- **Task directions**:
Scan the records for "None" and copy each line that contains it.

- **Exercise inputs**:
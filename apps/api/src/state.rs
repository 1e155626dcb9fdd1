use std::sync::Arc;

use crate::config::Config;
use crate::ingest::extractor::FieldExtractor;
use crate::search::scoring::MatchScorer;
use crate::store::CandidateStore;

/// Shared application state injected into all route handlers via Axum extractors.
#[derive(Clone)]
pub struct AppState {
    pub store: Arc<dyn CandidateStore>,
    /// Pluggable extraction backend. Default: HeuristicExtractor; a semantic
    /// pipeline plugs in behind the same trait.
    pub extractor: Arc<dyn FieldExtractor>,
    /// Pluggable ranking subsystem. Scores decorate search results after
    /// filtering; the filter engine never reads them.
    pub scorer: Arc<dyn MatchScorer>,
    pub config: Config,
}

--

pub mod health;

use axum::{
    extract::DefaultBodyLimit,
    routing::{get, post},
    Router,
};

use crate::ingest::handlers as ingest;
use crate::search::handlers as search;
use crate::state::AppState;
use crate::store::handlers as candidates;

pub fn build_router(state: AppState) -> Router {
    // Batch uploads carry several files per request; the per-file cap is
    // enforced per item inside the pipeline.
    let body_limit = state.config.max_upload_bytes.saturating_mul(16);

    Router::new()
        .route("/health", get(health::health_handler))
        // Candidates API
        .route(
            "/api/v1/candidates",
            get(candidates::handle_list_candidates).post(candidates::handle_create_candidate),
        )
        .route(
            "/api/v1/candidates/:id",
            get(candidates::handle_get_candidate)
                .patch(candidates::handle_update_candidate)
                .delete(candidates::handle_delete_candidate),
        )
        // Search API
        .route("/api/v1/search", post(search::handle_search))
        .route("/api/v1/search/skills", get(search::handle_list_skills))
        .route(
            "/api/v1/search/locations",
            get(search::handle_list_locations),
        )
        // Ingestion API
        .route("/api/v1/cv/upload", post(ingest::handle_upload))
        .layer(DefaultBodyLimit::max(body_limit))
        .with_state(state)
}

---

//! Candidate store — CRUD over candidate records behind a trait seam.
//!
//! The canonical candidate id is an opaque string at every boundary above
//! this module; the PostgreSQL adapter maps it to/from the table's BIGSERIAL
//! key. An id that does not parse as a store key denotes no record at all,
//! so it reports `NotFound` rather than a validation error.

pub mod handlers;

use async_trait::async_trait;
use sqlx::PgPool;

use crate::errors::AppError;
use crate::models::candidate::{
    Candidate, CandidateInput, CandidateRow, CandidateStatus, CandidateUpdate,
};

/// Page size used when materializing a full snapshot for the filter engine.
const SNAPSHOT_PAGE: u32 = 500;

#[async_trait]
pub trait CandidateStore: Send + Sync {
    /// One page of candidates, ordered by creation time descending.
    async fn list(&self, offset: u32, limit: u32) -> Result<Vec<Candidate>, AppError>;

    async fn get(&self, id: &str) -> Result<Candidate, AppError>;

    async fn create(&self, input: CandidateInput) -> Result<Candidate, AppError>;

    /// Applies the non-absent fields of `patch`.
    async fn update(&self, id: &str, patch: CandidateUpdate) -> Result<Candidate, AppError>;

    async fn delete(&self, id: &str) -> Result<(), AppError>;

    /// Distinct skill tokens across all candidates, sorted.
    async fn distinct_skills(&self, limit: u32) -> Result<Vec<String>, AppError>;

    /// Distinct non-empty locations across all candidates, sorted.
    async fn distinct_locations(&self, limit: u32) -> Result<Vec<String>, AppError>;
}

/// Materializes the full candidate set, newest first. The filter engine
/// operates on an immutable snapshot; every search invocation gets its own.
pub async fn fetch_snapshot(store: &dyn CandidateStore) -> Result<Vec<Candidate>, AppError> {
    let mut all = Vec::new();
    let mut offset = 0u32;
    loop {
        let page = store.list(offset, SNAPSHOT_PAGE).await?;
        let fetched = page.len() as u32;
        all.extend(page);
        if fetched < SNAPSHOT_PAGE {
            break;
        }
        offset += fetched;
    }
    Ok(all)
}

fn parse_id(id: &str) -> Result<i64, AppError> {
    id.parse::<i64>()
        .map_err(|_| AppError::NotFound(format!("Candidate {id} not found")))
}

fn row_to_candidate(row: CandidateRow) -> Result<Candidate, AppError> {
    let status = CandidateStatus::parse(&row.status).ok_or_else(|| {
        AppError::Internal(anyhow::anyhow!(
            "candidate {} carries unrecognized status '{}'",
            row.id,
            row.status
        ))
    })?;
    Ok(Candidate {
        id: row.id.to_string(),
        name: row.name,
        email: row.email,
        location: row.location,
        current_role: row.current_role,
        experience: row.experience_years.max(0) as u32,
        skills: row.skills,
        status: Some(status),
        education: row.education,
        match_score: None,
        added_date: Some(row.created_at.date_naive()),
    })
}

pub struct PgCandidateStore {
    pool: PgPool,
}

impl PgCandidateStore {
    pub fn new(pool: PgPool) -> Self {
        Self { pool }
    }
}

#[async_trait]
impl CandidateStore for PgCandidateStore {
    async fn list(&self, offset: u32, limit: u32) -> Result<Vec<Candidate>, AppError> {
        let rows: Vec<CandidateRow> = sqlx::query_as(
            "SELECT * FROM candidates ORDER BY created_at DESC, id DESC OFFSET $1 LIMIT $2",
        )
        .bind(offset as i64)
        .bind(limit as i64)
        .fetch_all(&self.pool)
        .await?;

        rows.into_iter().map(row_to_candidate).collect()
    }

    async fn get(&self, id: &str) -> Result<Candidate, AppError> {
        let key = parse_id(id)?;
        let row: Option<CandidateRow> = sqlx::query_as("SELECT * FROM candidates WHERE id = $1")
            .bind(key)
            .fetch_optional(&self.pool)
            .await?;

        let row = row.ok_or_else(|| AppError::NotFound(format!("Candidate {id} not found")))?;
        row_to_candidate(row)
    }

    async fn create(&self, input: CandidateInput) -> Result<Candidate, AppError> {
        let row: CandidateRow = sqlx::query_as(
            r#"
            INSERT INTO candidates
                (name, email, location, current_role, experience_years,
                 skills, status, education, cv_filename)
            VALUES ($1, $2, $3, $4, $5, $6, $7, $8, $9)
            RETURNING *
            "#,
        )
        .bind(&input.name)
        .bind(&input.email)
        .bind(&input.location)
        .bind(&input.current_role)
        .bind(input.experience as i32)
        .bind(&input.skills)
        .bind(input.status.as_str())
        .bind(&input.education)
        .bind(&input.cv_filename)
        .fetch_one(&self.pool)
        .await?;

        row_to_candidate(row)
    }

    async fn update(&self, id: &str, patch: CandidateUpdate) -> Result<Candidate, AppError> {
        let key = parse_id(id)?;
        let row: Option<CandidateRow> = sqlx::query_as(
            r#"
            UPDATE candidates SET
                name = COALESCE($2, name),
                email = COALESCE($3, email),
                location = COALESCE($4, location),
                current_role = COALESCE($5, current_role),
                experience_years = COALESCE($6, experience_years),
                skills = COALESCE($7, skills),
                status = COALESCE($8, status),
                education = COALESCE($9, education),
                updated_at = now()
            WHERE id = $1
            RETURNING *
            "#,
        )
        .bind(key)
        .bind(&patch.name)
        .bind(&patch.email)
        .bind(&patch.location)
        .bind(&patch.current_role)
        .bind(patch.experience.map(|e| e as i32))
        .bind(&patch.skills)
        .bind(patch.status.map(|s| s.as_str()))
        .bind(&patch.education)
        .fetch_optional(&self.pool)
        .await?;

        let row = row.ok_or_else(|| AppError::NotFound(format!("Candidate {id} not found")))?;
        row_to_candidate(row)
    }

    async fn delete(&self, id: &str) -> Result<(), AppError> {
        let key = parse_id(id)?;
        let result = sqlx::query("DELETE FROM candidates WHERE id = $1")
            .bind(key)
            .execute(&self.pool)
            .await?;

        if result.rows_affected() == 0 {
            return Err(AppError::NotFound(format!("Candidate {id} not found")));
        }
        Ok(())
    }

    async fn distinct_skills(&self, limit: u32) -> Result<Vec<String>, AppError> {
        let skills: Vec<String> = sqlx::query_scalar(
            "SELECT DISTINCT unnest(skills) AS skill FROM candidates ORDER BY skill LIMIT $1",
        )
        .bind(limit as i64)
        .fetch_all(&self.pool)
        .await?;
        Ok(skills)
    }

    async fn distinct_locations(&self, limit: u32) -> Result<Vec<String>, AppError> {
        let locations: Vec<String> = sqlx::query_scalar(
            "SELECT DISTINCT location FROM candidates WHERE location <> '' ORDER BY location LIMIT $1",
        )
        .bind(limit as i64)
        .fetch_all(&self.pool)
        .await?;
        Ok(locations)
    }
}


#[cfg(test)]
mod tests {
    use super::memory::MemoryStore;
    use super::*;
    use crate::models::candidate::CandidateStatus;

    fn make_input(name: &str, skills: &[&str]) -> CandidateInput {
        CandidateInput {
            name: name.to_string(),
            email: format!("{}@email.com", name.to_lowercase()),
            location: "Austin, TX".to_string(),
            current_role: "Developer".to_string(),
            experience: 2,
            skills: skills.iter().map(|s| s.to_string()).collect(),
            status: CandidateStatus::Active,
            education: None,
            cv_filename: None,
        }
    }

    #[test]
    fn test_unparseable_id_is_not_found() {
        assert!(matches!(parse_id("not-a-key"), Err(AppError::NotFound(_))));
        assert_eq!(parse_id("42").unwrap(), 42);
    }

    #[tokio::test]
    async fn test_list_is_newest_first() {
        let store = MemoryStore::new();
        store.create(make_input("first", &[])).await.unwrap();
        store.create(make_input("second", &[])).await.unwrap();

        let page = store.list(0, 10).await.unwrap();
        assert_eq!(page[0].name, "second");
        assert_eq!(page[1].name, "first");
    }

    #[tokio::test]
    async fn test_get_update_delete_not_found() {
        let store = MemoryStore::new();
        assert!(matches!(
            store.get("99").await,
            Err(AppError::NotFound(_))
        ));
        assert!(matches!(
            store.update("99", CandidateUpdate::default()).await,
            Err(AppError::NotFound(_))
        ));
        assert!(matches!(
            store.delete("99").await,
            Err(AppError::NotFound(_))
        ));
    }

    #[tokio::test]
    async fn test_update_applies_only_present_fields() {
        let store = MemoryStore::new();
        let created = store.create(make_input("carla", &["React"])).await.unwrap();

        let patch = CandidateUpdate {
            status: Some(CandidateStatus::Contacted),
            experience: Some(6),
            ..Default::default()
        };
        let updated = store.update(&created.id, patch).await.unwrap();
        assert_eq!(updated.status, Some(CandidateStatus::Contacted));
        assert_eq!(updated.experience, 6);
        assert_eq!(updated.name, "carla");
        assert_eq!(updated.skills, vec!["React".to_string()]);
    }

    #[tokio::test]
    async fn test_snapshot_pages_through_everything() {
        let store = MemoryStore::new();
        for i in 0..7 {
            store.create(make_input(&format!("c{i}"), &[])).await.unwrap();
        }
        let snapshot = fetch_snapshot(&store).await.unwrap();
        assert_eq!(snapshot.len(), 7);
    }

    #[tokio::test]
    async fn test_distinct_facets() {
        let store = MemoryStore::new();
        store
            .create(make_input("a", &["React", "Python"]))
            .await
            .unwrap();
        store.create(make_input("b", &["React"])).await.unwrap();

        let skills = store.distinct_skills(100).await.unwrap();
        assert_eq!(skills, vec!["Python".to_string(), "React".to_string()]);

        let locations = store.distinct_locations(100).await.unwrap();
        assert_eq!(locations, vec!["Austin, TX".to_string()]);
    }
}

- **Response below**:
        match_score: None,
            education: None,
            cv_filename: None,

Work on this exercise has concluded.